Air vaudeville de la Haine d’une femme.

Mes dettes, les frais de justice,
Le capital et l’intérêt
Forment un immense édifice,
Dont la clef de voûte est Boquet.
Si l’on touche à la clef de voûte,
Crac ! tout s’écroule avec fracas !
Voilà Montgiscard en déroute !
Si l’on touche à la clef de voûte,
Voilà tout l’édifice à bas !
Boquet, je ne vous paierai pas !
Mon cher Boquet, ma clef de voûte,
Non, non, je ne vous paierai pas !

On sonne.

Oh ! oh ! qu’est-ce que c’est que cela ? Isidore !... Isidore !...

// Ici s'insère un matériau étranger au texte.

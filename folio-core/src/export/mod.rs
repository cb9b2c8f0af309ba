//! Project generation: one generator per theme plus the shared layout
//! builder they render through.

pub mod manifest;
pub mod theme;
pub mod to_creative;
pub mod to_galaxy;
pub mod to_minimal;
pub mod to_modern;
pub mod to_neon;

use std::collections::BTreeMap;

use tracing::info;

use crate::errors::ExportResult;
use crate::model::{PortfolioDraft, ThemeId};

pub use theme::{Palette, Section, ThemeDescriptor, ThemeGenerator};

/// Generated project: in-project path to file content, in path order
pub type ProjectFiles = BTreeMap<String, String>;

/// Generate the project for whichever theme `draft` names.
///
/// Missing or unknown theme identifiers fall back to [`ThemeId::CANONICAL`].
pub fn generate_project(draft: &PortfolioDraft) -> ExportResult<ProjectFiles> {
    let theme = ThemeId::resolve(draft.theme.as_deref());
    info!("Generating project with theme {}", theme);
    theme.generator().generate(draft)
}

/// Shared layout builder used by every theme
pub mod renderer {
    use std::path::Path;

    use chrono::{Datelike, Local};
    use handlebars::Handlebars;
    use include_dir::{include_dir, Dir, DirEntry, File};
    use serde_json::{json, Value};
    use tracing::debug;

    use crate::common::get_handlebars;
    use crate::common::source_text::plain_text;
    use crate::errors::{ExportError, ExportResult};
    use crate::export::manifest::PackageManifest;
    use crate::export::theme::{Section, ThemeDescriptor, ThemeGenerator};
    use crate::export::ProjectFiles;
    use crate::model::PortfolioRecord;

    static TEMPLATES: Dir<'_> = include_dir!("$CARGO_MANIFEST_DIR/templates");

    const PROJECT_ROOT: &str = "project";
    const SECTIONS_ROOT: &str = "sections";
    const TEMPLATE_SUFFIX: &str = ".hbs";

    /// Source of the shared template for `name`
    pub fn section_template(name: &str) -> ExportResult<&'static str> {
        let path = format!("{}/{}{}", SECTIONS_ROOT, name, TEMPLATE_SUFFIX);
        TEMPLATES
            .get_file(&path)
            .and_then(|file| file.contents_utf8())
            .ok_or(ExportError::TemplateNotFound(path))
    }

    pub fn render_shared_section(
        handlebars: &Handlebars<'static>,
        section: Section,
        context: &Value,
    ) -> ExportResult<String> {
        let template = section_template(section.as_ref())?;
        Ok(handlebars.render_template(template, context)?)
    }

    fn collect_files(dir: &'static Dir<'static>, files: &mut Vec<&'static File<'static>>) {
        for entry in dir.entries() {
            match entry {
                DirEntry::Dir(child) => collect_files(child, files),
                DirEntry::File(file) => files.push(file),
            }
        }
    }

    fn project_path(file: &File<'_>) -> ExportResult<String> {
        let relative = file
            .path()
            .strip_prefix(PROJECT_ROOT)
            .unwrap_or_else(|_| file.path());
        relative
            .to_str()
            .map(|p| p.replace('\\', "/"))
            .ok_or_else(|| ExportError::InvalidEntryPath(relative.display().to_string()))
    }

    /// Creates the context every project and section template renders with
    pub fn create_standard_context(
        record: &PortfolioRecord,
        descriptor: &ThemeDescriptor,
    ) -> Value {
        let plain_name = plain_text(&record.name);
        let contact = &record.contact;
        let nav: Vec<Value> = descriptor
            .sections
            .iter()
            .filter(|section| **section != Section::Profile)
            .map(|section| json!({ "id": section.as_ref(), "label": section.title() }))
            .collect();

        json!({
            "theme": descriptor.id,
            "theme_label": descriptor.label,
            "name": &record.name,
            "plain_name": &plain_name,
            "page_title": format!("{} | Portfolio", plain_name),
            "page_description": format!("Portfolio of {}", plain_name),
            "bio": &record.bio,
            "profile_image": &record.profile_image,
            "resume_link": &record.resume_link,
            "about_text": &record.about_text,
            "favicon": &record.favicon,
            "work_experience": &record.work_experience,
            "skills": &record.skills,
            "projects": &record.projects,
            "contact": {
                "email": &contact.email,
                "linkedin": &contact.linkedin,
                "github": &contact.github,
                "phone": &contact.phone,
                "mailto": format!("mailto:{}", contact.email),
                "tel": format!("tel:{}", contact.phone.split_whitespace().collect::<String>()),
            },
            "palette": descriptor.palette,
            "nav": nav,
            "year": Local::now().year(),
        })
    }

    /// Render the complete file set for `record` with `generator`'s theme
    pub fn render_project<G: ThemeGenerator + ?Sized>(
        generator: &G,
        record: &PortfolioRecord,
    ) -> ExportResult<ProjectFiles> {
        let descriptor = generator.descriptor();
        let handlebars = get_handlebars();
        let mut context = create_standard_context(record, descriptor);

        let mut sections = Vec::with_capacity(descriptor.sections.len());
        for (index, section) in descriptor.sections.iter().enumerate() {
            let mut section_context = context.clone();
            let band = if index % 2 == 1 {
                descriptor.palette.band
            } else {
                ""
            };
            section_context["band"] = Value::from(band);
            sections.push(generator.render_section(&handlebars, *section, &section_context)?);
        }
        context["sections"] = Value::from(sections.join("\n"));

        let project_dir = TEMPLATES
            .get_dir(PROJECT_ROOT)
            .ok_or_else(|| ExportError::TemplateNotFound(PROJECT_ROOT.to_string()))?;
        let mut templates = Vec::new();
        collect_files(project_dir, &mut templates);

        let mut files = ProjectFiles::new();
        for template in templates {
            let path = project_path(template)?;
            let source = template
                .contents_utf8()
                .ok_or_else(|| ExportError::TemplateError(format!("{} is not UTF-8", path)))?;

            match path.strip_suffix(TEMPLATE_SUFFIX) {
                Some(target) => {
                    let rendered = handlebars.render_template(source, &context)?;
                    files.insert(target.to_string(), rendered);
                }
                None => {
                    files.insert(path.clone(), source.to_string());
                }
            }
        }

        let manifest = PackageManifest::new(&record.name, descriptor);
        files.insert("package.json".to_string(), manifest.to_json()?);

        debug!(
            "Rendered {} files for theme {}",
            files.len(),
            descriptor.id
        );
        Ok(files)
    }

    /// Names accepted by [`section_template`]
    pub fn section_names() -> Vec<String> {
        TEMPLATES
            .get_dir(SECTIONS_ROOT)
            .map(|dir| {
                dir.files()
                    .filter_map(|file| {
                        Path::new(file.path())
                            .file_stem()
                            .and_then(|stem| stem.to_str())
                            .map(str::to_string)
                    })
                    .collect()
            })
            .unwrap_or_default()
    }
}
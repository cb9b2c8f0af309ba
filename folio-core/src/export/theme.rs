//! Theme descriptors and the generator capability every theme implements.

use handlebars::Handlebars;
use serde::Serialize;
use serde_json::Value;
use strum::{AsRefStr, Display, EnumIter, EnumString};

use crate::errors::ExportResult;
use crate::export::{renderer, ProjectFiles};
use crate::model::{PortfolioDraft, PortfolioRecord, ThemeId};
use crate::normalize::normalize;

/// Page sections a theme can lay out
#[derive(Debug, Clone, Copy, PartialEq, Eq, Hash, Display, EnumString, EnumIter, AsRefStr)]
#[strum(serialize_all = "lowercase")]
pub enum Section {
    Profile,
    About,
    Experience,
    Skills,
    Projects,
    Contact,
}

impl Section {
    pub fn title(self) -> &'static str {
        match self {
            Section::Profile => "Profile",
            Section::About => "About",
            Section::Experience => "Experience",
            Section::Skills => "Skills",
            Section::Projects => "Projects",
            Section::Contact => "Contact",
        }
    }
}

/// Tailwind class tokens and colors a theme paints with
#[derive(Debug, Clone, Copy, PartialEq, Eq, Serialize)]
pub struct Palette {
    /// Body background written to `app/globals.css`
    pub background: &'static str,
    pub page: &'static str,
    pub nav: &'static str,
    pub heading: &'static str,
    pub accent: &'static str,
    pub muted: &'static str,
    pub card: &'static str,
    /// Background of every other section
    pub band: &'static str,
    pub chip: &'static str,
    pub button: &'static str,
    pub ring: &'static str,
    pub link: &'static str,
}

/// Everything that distinguishes one theme's output from another's
#[derive(Debug, Clone, Copy, PartialEq, Eq)]
pub struct ThemeDescriptor {
    pub id: ThemeId,
    pub label: &'static str,
    /// Placeholder bio for records without one
    pub tagline: &'static str,
    pub sections: &'static [Section],
    pub palette: Palette,
}

impl ThemeDescriptor {
    /// Suffix appended to the slugged name in `package.json`
    pub fn package_suffix(&self) -> String {
        format!("nocodefolio-{}", self.id)
    }
}

/// A theme able to turn a portfolio into a project file set.
///
/// Implementors usually only supply [`ThemeGenerator::descriptor`]; the
/// shared layout builder renders every section from the embedded section
/// templates unless a theme overrides [`ThemeGenerator::render_section`].
pub trait ThemeGenerator: Send + Sync {
    fn descriptor(&self) -> &'static ThemeDescriptor;

    fn render_section(
        &self,
        handlebars: &Handlebars<'static>,
        section: Section,
        context: &Value,
    ) -> ExportResult<String> {
        renderer::render_shared_section(handlebars, section, context)
    }

    /// Render an already normalized record
    fn render(&self, record: &PortfolioRecord) -> ExportResult<ProjectFiles> {
        renderer::render_project(self, record)
    }

    /// Normalize `draft` onto this theme and render it
    fn generate(&self, draft: &PortfolioDraft) -> ExportResult<ProjectFiles> {
        let record = normalize(draft, self.descriptor().id);
        self.render(&record)
    }
}

impl ThemeId {
    pub fn generator(self) -> &'static dyn ThemeGenerator {
        use crate::export::{to_creative, to_galaxy, to_minimal, to_modern, to_neon};
        match self {
            ThemeId::Modern => &to_modern::ModernTheme,
            ThemeId::Minimal => &to_minimal::MinimalTheme,
            ThemeId::Creative => &to_creative::CreativeTheme,
            ThemeId::Galaxy => &to_galaxy::GalaxyTheme,
            ThemeId::Neon => &to_neon::NeonTheme,
        }
    }

    pub fn descriptor(self) -> &'static ThemeDescriptor {
        self.generator().descriptor()
    }
}
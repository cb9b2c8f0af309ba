pub mod fixtures;
pub mod source_check;

pub use fixtures::{fixtures_root, load_fixture, load_fixture_json, record_fixtures};
pub use source_check::{cooked_template_literals, json_literals_after};
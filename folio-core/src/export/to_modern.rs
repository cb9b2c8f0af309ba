use crate::export::theme::{Palette, Section, ThemeDescriptor, ThemeGenerator};
use crate::model::ThemeId;

pub static DESCRIPTOR: ThemeDescriptor = ThemeDescriptor {
    id: ThemeId::Modern,
    label: "Modern",
    tagline: "Your bio",
    sections: &[
        Section::Profile,
        Section::About,
        Section::Experience,
        Section::Skills,
        Section::Projects,
        Section::Contact,
    ],
    palette: Palette {
        background: "#ffffff",
        page: "bg-white text-slate-900",
        nav: "bg-white/80 border-b border-slate-200",
        heading: "text-slate-900",
        accent: "text-blue-600",
        muted: "text-slate-600",
        card: "bg-white border border-slate-200 shadow-sm",
        band: "bg-slate-50",
        chip: "bg-blue-50 text-blue-700",
        button: "bg-blue-600 text-white hover:bg-blue-500",
        ring: "ring-blue-500/30",
        link: "text-blue-600 hover:text-blue-800",
    },
};

pub struct ModernTheme;

impl ThemeGenerator for ModernTheme {
    fn descriptor(&self) -> &'static ThemeDescriptor {
        &DESCRIPTOR
    }
}
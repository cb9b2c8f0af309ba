//! Editing operations on a portfolio record.
//!
//! The editor never touches record fields directly: every change is a
//! [`PortfolioEdit`] applied with [`apply_edit`], which returns a new record
//! and leaves the input untouched. Field names are closed enums, so an edit
//! can only address fields that exist on the entity it targets.

use tracing::debug;

use crate::errors::{EditError, EditResult};
use crate::model::{PortfolioRecord, Project, Skill, ThemeId, WorkEntry};

/// Top-level text fields of a record
#[derive(Debug, Clone, Copy, PartialEq, Eq)]
pub enum RecordField {
    Name,
    Bio,
    ProfileImage,
    ResumeLink,
    AboutText,
    Favicon,
}

#[derive(Debug, Clone, Copy, PartialEq, Eq)]
pub enum ContactField {
    Email,
    Linkedin,
    Github,
    Phone,
}

#[derive(Debug, Clone, Copy, PartialEq, Eq)]
pub enum WorkEntryField {
    Title,
    Company,
    Duration,
    Description,
}

#[derive(Debug, Clone, Copy, PartialEq, Eq)]
pub enum SkillField {
    Name,
    Level,
    Icon,
}

#[derive(Debug, Clone, Copy, PartialEq, Eq)]
pub enum ProjectField {
    Title,
    Image,
    GithubLink,
    LiveDemoLink,
}

/// The three ordered sequences of a record
#[derive(Debug, Clone, Copy, PartialEq, Eq)]
pub enum Collection {
    WorkExperience,
    Skills,
    Projects,
}

impl Collection {
    pub fn as_str(self) -> &'static str {
        match self {
            Collection::WorkExperience => "workExperience",
            Collection::Skills => "skills",
            Collection::Projects => "projects",
        }
    }
}

#[derive(Debug, Clone, PartialEq, Eq)]
pub enum PortfolioEdit {
    SetField {
        field: RecordField,
        value: String,
    },
    SetTheme(ThemeId),
    SetContact {
        field: ContactField,
        value: String,
    },
    UpdateWorkEntry {
        index: usize,
        field: WorkEntryField,
        value: String,
    },
    UpdateSkill {
        index: usize,
        field: SkillField,
        value: String,
    },
    UpdateProject {
        index: usize,
        field: ProjectField,
        value: String,
    },
    /// Append a placeholder element to the end of a sequence
    Append(Collection),
    /// Remove the element at `index`; later elements shift down by one
    Remove {
        collection: Collection,
        index: usize,
    },
}

fn element_mut<T>(items: &mut [T], collection: Collection, index: usize) -> EditResult<&mut T> {
    let len = items.len();
    items.get_mut(index).ok_or(EditError::IndexOutOfRange {
        collection: collection.as_str(),
        index,
        len,
    })
}

fn remove_at<T>(items: &mut Vec<T>, collection: Collection, index: usize) -> EditResult<()> {
    if index >= items.len() {
        return Err(EditError::IndexOutOfRange {
            collection: collection.as_str(),
            index,
            len: items.len(),
        });
    }
    items.remove(index);
    Ok(())
}

/// Apply one edit, producing the next record
pub fn apply_edit(record: &PortfolioRecord, edit: PortfolioEdit) -> EditResult<PortfolioRecord> {
    debug!("Applying edit {:?}", edit);
    let mut next = record.clone();

    match edit {
        PortfolioEdit::SetField { field, value } => {
            let slot = match field {
                RecordField::Name => &mut next.name,
                RecordField::Bio => &mut next.bio,
                RecordField::ProfileImage => &mut next.profile_image,
                RecordField::ResumeLink => &mut next.resume_link,
                RecordField::AboutText => &mut next.about_text,
                RecordField::Favicon => &mut next.favicon,
            };
            *slot = value;
        }
        PortfolioEdit::SetTheme(theme) => next.theme = theme,
        PortfolioEdit::SetContact { field, value } => {
            let slot = match field {
                ContactField::Email => &mut next.contact.email,
                ContactField::Linkedin => &mut next.contact.linkedin,
                ContactField::Github => &mut next.contact.github,
                ContactField::Phone => &mut next.contact.phone,
            };
            *slot = value;
        }
        PortfolioEdit::UpdateWorkEntry {
            index,
            field,
            value,
        } => {
            let entry = element_mut(&mut next.work_experience, Collection::WorkExperience, index)?;
            let slot = match field {
                WorkEntryField::Title => &mut entry.title,
                WorkEntryField::Company => &mut entry.company,
                WorkEntryField::Duration => &mut entry.duration,
                WorkEntryField::Description => &mut entry.description,
            };
            *slot = value;
        }
        PortfolioEdit::UpdateSkill {
            index,
            field,
            value,
        } => {
            let skill = element_mut(&mut next.skills, Collection::Skills, index)?;
            match field {
                SkillField::Name => skill.name = value,
                SkillField::Level => skill.level = value,
                SkillField::Icon => skill.icon = Some(value),
            }
        }
        PortfolioEdit::UpdateProject {
            index,
            field,
            value,
        } => {
            let project = element_mut(&mut next.projects, Collection::Projects, index)?;
            let slot = match field {
                ProjectField::Title => &mut project.title,
                ProjectField::Image => &mut project.image,
                ProjectField::GithubLink => &mut project.github_link,
                ProjectField::LiveDemoLink => &mut project.live_demo_link,
            };
            *slot = value;
        }
        PortfolioEdit::Append(collection) => match collection {
            Collection::WorkExperience => next.work_experience.push(WorkEntry::placeholder()),
            Collection::Skills => next.skills.push(Skill::placeholder()),
            Collection::Projects => next.projects.push(Project::placeholder()),
        },
        PortfolioEdit::Remove { collection, index } => match collection {
            Collection::WorkExperience => remove_at(&mut next.work_experience, collection, index)?,
            Collection::Skills => remove_at(&mut next.skills, collection, index)?,
            Collection::Projects => remove_at(&mut next.projects, collection, index)?,
        },
    }

    Ok(next)
}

Entre Isidore par la droite.

 

 

Scène IV

 

MONTGISCARD, ISIDORE

 

ISIDORE.

Monsieur ?...

MONTGISCARD.

On a sonné, Isidore !...

ISIDORE.

Oui, monsieur ; mais ça n’est pas pressé, c’est Boquet sans doute... il a dit qu’il reviendrait dans une demi-heure !

MONTGISCARD.

Boquet... vous le recevrez ; quant à moi...

ISIDORE.

Monsieur va encore me mettre en face de cet homme !... Tout, excepté cela, monsieur !...

MONTGISCARD, à lui-même.

Voilà le vrai moment d’aller jeter un peu d’eau froide sur la colère de madame Pincornet... J’ai encore trouvé trois lettres... Elle parle de quitter son mari...

On sonne.

ISIDORE.

Vous ne pouvez pas sortir, monsieur ! Vous tomberiez dans Boquet, il est à la porte...

MONTGISCARD, montrant la gauche.

Ah !... l’escalier de service...

ISIDORE.

L’escalier des valets ?... Ah ! monsieur... moi, qui ne suis qu’un domestique, je ne le prends jamais !

MONTGISCARD.

Eh bien, moi, je le prends !...

À part.

Ah ! Emma, Emma, pourquoi n’aviez-vous pas au moins cent mille francs de dot ?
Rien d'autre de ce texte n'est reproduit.